▸ What the exercise asks
Please start at the first line of the records beneath and quote each line exactly, ending with the line containing "latency (in seconds).".

▸ Data extracts
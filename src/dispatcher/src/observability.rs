//! Inference metrics, recorded through the `metrics` facade. Nothing is
//! collected until the binary installs a recorder.

use crate::{Error, InferenceResponse};
use metrics::{counter, histogram};
use std::time::Duration;

/// Successful inferences, by model and version.
pub const INFERENCE_SUCCESS: &str = "kalypso_inference_success_total";
/// Failed inferences, by model, version and error kind.
pub const INFERENCE_FAILURE: &str = "kalypso_inference_failure_total";
/// End to end dispatch latency in seconds, by model and version.
pub const INFERENCE_DURATION: &str = "kalypso_inference_duration_seconds";

/// Histogram buckets for dispatch latency (in seconds).
pub const LATENCY_BUCKETS: [f64; 12] = [
    0.0001, // 100µs
    0.0005, // 500µs
    0.001,  // 1ms
    0.005,  // 5ms
    0.01,   // 10ms
    0.025,  // 25ms
    0.05,   // 50ms
    0.1,    // 100ms
    0.25,   // 250ms
    0.5,    // 500ms
    1.0,    // 1s
    5.0,    // 5s
];

/// Version label; requests that failed before a version was resolved
/// are filed under "default".
fn version_label(version: Option<u64>) -> String {
    version.map_or_else(|| "default".to_string(), |v| v.to_string())
}

pub(crate) fn record_inference(
    model: &str,
    version: Option<u64>,
    result: &Result<InferenceResponse, Error>,
    elapsed: Duration,
) {
    let version = version_label(version);
    match result {
        Ok(_) => counter!(
            INFERENCE_SUCCESS,
            "model" => model.to_string(),
            "version" => version.clone()
        )
        .increment(1),
        Err(err) => counter!(
            INFERENCE_FAILURE,
            "model" => model.to_string(),
            "version" => version.clone(),
            "reason" => err.kind()
        )
        .increment(1),
    }
    histogram!(
        INFERENCE_DURATION,
        "model" => model.to_string(),
        "version" => version
    )
    .record(elapsed.as_secs_f64());
}

#[cfg(test)]
mod test {
    use super::*;

    #[test]
    fn test_version_label() {
        assert_eq!(version_label(Some(3)), "3");
        assert_eq!(version_label(None), "default");
    }
}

▸ Task response
filename src/dispatcher/src/observability.rs
//! Inference metrics, recorded through the `metrics` facade. Nothing is
//! collected until the binary installs a recorder.

use crate::{Error, InferenceResponse};
use metrics::{counter, histogram};
use std::time::Duration;

/// Successful inferences, by model and version.
pub const INFERENCE_SUCCESS: &str = "kalypso_inference_success_total";
/// Failed inferences, by model, version and error kind.
pub const INFERENCE_FAILURE: &str = "kalypso_inference_failure_total";
/// End to end dispatch latency in seconds, by model and version.
pub const INFERENCE_DURATION: &str = "kalypso_inference_duration_seconds";

/// Histogram buckets for dispatch latency (in seconds).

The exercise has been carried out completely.